Australia's future may also lie in thinking global and playing to its strengths, Raymond says.
"As surf continues to be the pre-eminent casualwear trend throughout the world, the Futurelab has been analysing how this trend needs to start moving away from surf to understanding how a more general appreciation of the Aussie lifestyle has a universal appeal. We don't feel that one single brand has really capitalised on this yet, but forecast this as a real growth area for the apparel market."
Aside from the product itself, Australian fashion companies also need to be aware of shifting retail paradigms, with "experience retailing" becoming one of the most significant developments of recent years.
"Drama, theatre and experience are replacing service as key consumer motivators."
Furthermore, the emergence of global brands and a virtual world spawned by the online communication revolution has spawned an emerging model dubbed "concept retailing", he says.
"Is it necessary for a store to focus on selling actual product in the 21st century? As brands become more and more intangible and product is something we relate to conceptually (think AOL or Amazon) rather than drop on our foot, how does physical space remain relevant in an age of increasing on-line sales and consumer demand in emotion, story and feeling?"
Australian men's fashion probably still has a way to go before it can dispense with physical retail space, although D.cipher head Christine Foden believes the category has evolved in recent years and represents strong potential for growth.
Foden claims Australian retailers should be mindful that male fashion retail has come a long way.
"Men are shopping like women. These aren't just the cultured elite but the man on the street whose interests now have spread beyond bars, football and the stock market to what face products suit his skin."
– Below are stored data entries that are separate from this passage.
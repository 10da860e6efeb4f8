use egui::Pos2;
use std::sync::Arc;

// Immutable stroke for sharing
#[derive(Clone, Debug, PartialEq)]
pub struct Stroke {
    points: Vec<Pos2>,
    width: f32,
}

// Mutable stroke for editing while the pointer is down
#[derive(Debug)]
pub struct MutableStroke {
    points: Vec<Pos2>,
    width: f32,
}

// Define a reference-counted type alias for Stroke
pub type StrokeRef = Arc<Stroke>;

impl Stroke {
    // Create a new immutable stroke. Width is captured once; later width
    // selections never change strokes already drawn.
    pub fn new(width: f32, points: Vec<Pos2>) -> Self {
        Self { points, width }
    }

    // Create a new reference-counted Stroke
    pub fn new_ref(width: f32, points: Vec<Pos2>) -> StrokeRef {
        Arc::new(Self::new(width, points))
    }

    pub fn points(&self) -> &[Pos2] {
        &self.points
    }

    pub fn width(&self) -> f32 {
        self.width
    }
}

impl MutableStroke {
    // Create a new mutable stroke for editing
    pub fn new(width: f32) -> Self {
        Self {
            points: Vec::new(),
            width,
        }
    }

    // Add a point to the mutable stroke
    pub fn add_point(&mut self, point: Pos2) {
        self.points.push(point);
    }

    pub fn is_empty(&self) -> bool {
        self.points.is_empty()
    }

    // Convert to an immutable Stroke
    pub fn to_stroke(&self) -> Stroke {
        Stroke::new(self.width, self.points.clone())
    }

    // Convert to a reference-counted StrokeRef
    pub fn to_stroke_ref(&self) -> StrokeRef {
        Arc::new(self.to_stroke())
    }

    // Get a reference to the points for preview
    pub fn points(&self) -> &[Pos2] {
        &self.points
    }

    pub fn width(&self) -> f32 {
        self.width
    }
}

#[cfg(test)]
mod tests {
    use super::*;
    use egui::pos2;

    #[test]
    fn test_finalized_stroke_keeps_points_and_width() {
        let mut stroke = MutableStroke::new(6.0);
        stroke.add_point(pos2(1.0, 2.0));
        stroke.add_point(pos2(3.0, 4.0));

        let finished = stroke.to_stroke();
        assert_eq!(finished.points(), &[pos2(1.0, 2.0), pos2(3.0, 4.0)]);
        assert_eq!(finished.width(), 6.0);
    }
}
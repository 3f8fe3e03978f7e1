mod source;
mod step_size;

pub use source::{DynamicValueSource, ValueSource};
pub use step_size::{StepSize, StepSizeError};
use spigot_core::StepSize;
use spigot_demo::Driver;
use uom::si::{f64::Time, time::second};

fn run_demo() -> String {
    let driver = Driver::new(
        StepSize::new::<second>(0.1).unwrap(),
        Time::new::<second>(1.0),
    );

    let mut out = Vec::new();
    driver.run(&mut out).unwrap();
    String::from_utf8(out).unwrap()
}

#[test]
fn every_tick_renders_all_three_objects() {
    let text = run_demo();

    // Eleven ticks of four lines each: the loop runs once past the
    // nominal end of the window.
    assert_eq!(text.lines().count(), 44);
    assert_eq!(text.matches("Tick at").count(), 11);
    assert_eq!(text.matches("Classic object position:").count(), 11);
    assert_eq!(text.matches("Value-source object position:").count(), 11);
    assert_eq!(
        text.matches("Reactive programming object position:").count(),
        11
    );
}

#[test]
fn all_three_styles_agree_on_the_first_tick() {
    let text = run_demo();
    let lines: Vec<&str> = text.lines().collect();

    assert_eq!(lines[0], "Tick at 0.1");
    assert_eq!(lines[1], "Classic object position: 1.40");
    assert_eq!(lines[2], "Value-source object position: 1.40");
    assert_eq!(lines[3], "Reactive programming object position: 1.40");
}

#[test]
fn the_overshoot_tick_shows_the_clamp() {
    let text = run_demo();
    let lines: Vec<&str> = text.lines().collect();

    // The stepped objects sail past the end of the window while the
    // interpolated sweep holds at its upper bound.
    assert_eq!(lines[40], "Tick at 1.1");
    assert_eq!(lines[41], "Classic object position: 5.40");
    assert_eq!(lines[42], "Value-source object position: 5.40");
    assert_eq!(lines[43], "Reactive programming object position: 5.00");
}

#[test]
fn the_stepped_styles_stay_in_lockstep_throughout() {
    let text = run_demo();

    for tick in text.lines().collect::<Vec<_>>().chunks(4) {
        let classic = tick[1].strip_prefix("Classic object position: ").unwrap();
        let sourced = tick[2]
            .strip_prefix("Value-source object position: ")
            .unwrap();
        assert_eq!(classic, sourced);
    }
}
use std::{fmt, ops::Add};

use thiserror::Error;
use uom::{
    Conversion,
    si::{f64::Time, time},
};

/// A strictly positive duration used as a simulation tick.
///
/// The value-source traits accept any [`Time`] delta, but a driver loop
/// stepping by zero or a negative amount would never terminate.
/// `StepSize` checks the sign once at construction, so the loop itself
/// carries no validation.
///
/// # Examples
///
/// ```
/// use spigot_core::StepSize;
/// use uom::si::time::second;
///
/// let dt = StepSize::new::<second>(0.1).unwrap();
/// assert_eq!(dt.to_string(), "0.1 s");
///
/// assert!(StepSize::new::<second>(0.0).is_err());
/// ```
#[derive(Debug, Clone, Copy, PartialEq, PartialOrd)]
pub struct StepSize(Time);

/// Error returned when constructing an invalid [`StepSize`].
#[derive(Debug, Clone, Copy, PartialEq, Error)]
pub enum StepSizeError {
    #[error("step size must be greater than zero, got {0} s")]
    NotPositive(f64),
}

impl StepSize {
    /// Creates a `StepSize` from a numeric value and a [`uom`] time unit.
    ///
    /// # Errors
    ///
    /// Returns [`StepSizeError::NotPositive`] if `value` is zero, negative,
    /// or NaN.
    pub fn new<U>(value: f64) -> Result<Self, StepSizeError>
    where
        U: time::Unit + Conversion<f64, T = f64>,
    {
        Self::from_time(Time::new::<U>(value))
    }

    /// Creates a `StepSize` from an existing [`Time`] value.
    ///
    /// # Errors
    ///
    /// Returns [`StepSizeError::NotPositive`] if the duration is not
    /// strictly positive.
    pub fn from_time(time: Time) -> Result<Self, StepSizeError> {
        let seconds = time.get::<time::second>();
        if seconds > 0.0 {
            Ok(Self(time))
        } else {
            Err(StepSizeError::NotPositive(seconds))
        }
    }

    /// Returns the inner [`Time`] value.
    #[must_use]
    pub fn get(self) -> Time {
        self.0
    }
}

impl TryFrom<Time> for StepSize {
    type Error = StepSizeError;

    fn try_from(time: Time) -> Result<Self, Self::Error> {
        Self::from_time(time)
    }
}

/// Advances a [`Time`] by one step.
impl Add<StepSize> for Time {
    type Output = Time;

    fn add(self, rhs: StepSize) -> Time {
        self + rhs.0
    }
}

impl fmt::Display for StepSize {
    fn fmt(&self, f: &mut fmt::Formatter<'_>) -> fmt::Result {
        let s = self.0.get::<time::second>();
        write!(f, "{s} s")
    }
}
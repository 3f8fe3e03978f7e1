use std::cell::Cell;

use spigot_core::ValueSource;
use uom::si::f64::Length;

/// A value source that blends linearly between two bounds.
///
/// Time is pushed in from outside via [`set_time`] rather than
/// accumulated, making this the reactive counterpart to the imperative
/// [`DynamicValueSource`] stepping style. The supplied time is clamped to
/// `[0.0, 1.0]`, bounds inclusive, and the blended value is cached
/// immediately; [`current_value`] only reads the cache.
///
/// Reactive observers hold shared references to the source while whoever
/// owns it keeps pushing time in, so the mutable fields live in [`Cell`]s
/// and [`set_time`] takes `&self`. The type is accordingly not `Sync`.
///
/// [`set_time`]: LinearInterpolator::set_time
/// [`current_value`]: ValueSource::current_value
/// [`DynamicValueSource`]: spigot_core::DynamicValueSource
#[derive(Debug, Clone)]
pub struct LinearInterpolator {
    min: Length,
    max: Length,
    time: Cell<f64>,
    value: Cell<Length>,
}

impl LinearInterpolator {
    /// Creates an interpolator spanning `min` to `max`, starting at `min`.
    #[must_use]
    pub fn new(min: Length, max: Length) -> Self {
        Self {
            min,
            max,
            time: Cell::new(0.0),
            value: Cell::new(min),
        }
    }

    /// Sets the normalized time and recomputes the cached value.
    ///
    /// Values below `0.0` clamp to `0.0` and values above `1.0` clamp to
    /// `1.0`; exactly `0.0` and `1.0` pass through untouched, so clamping
    /// is idempotent.
    pub fn set_time(&self, t: f64) {
        let t = t.clamp(0.0, 1.0);
        self.time.set(t);
        self.value.set(self.min + (self.max - self.min) * t);
    }

    /// The clamped time from the most recent [`set_time`] call.
    ///
    /// [`set_time`]: LinearInterpolator::set_time
    #[must_use]
    pub fn time(&self) -> f64 {
        self.time.get()
    }
}

impl ValueSource for LinearInterpolator {
    type Value = Length;

    fn current_value(&self) -> Length {
        self.value.get()
    }
}
use std::io;

use spigot_core::StepSize;
use spigot_demo::{Driver, DriverError};
use uom::si::{f64::Time, time::second};

fn main() -> Result<(), DriverError> {
    // Tick at a tenth of a time unit across a one-unit window. The loop
    // overshoots by one tick, which is what exercises the sweep's clamp.
    let driver = Driver::new(StepSize::new::<second>(0.1)?, Time::new::<second>(1.0));

    driver.run(&mut io::stdout().lock())?;
    Ok(())
}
Another market to watch resides in the demographic born between the late seventies and mid nineties and commonly known as Generation Y, claims Peter Sheahan, who is widely regarded Australia's leading Generation Y expert. "Bombarded with brand marketing messages since birth, these guys know a slogan when they hear one; they often shun mainstream media and look to the Net and niche media outlets for their information," he says.
One way of attracting the group - which has grown up with the digital and entertainment revolution - is through "multi-sensory retail experience," Sheehan says.
"[Youth streetwear chain] General Pants has done an awesome job of it in its Sydney Pitt Street store, where it got young people to come in and decorate the walls."
However, by far the greatest impact that "Y" will have is in the area of employment, particularly in the retail sector, where the pool of recruits is diminishing.
"There are less and less people to recruit and out of that talent pool it is becoming harder and harder to find high quality staff," Sheahan claims.
In his view, wise retailers recognise the importance of treating their staff well, particularly the growing number of casuals.
"Sportsgirl has realised that it's important to recruit [the kind of girl] that your brand stands for, but the kind of girl that Sportsgirl stands for won't put up with being treated badly."
Access to expert case studies like that of Sportsgirl and others like it are the chief attraction of the business seminar, particularly as the global flavour of this year's event represents the future of Australian fashion, claims LMFF director Karen Webster.
"This forum is an ideal setting in which to introduce new and dynamic international perspectives of real benefit to our increasingly internationally engaged Australian audience," Webster says.
"There's no doubt that forum delegates will benefit from a new way of thinking that will impact the way they will approach their business strategies for the year ahead."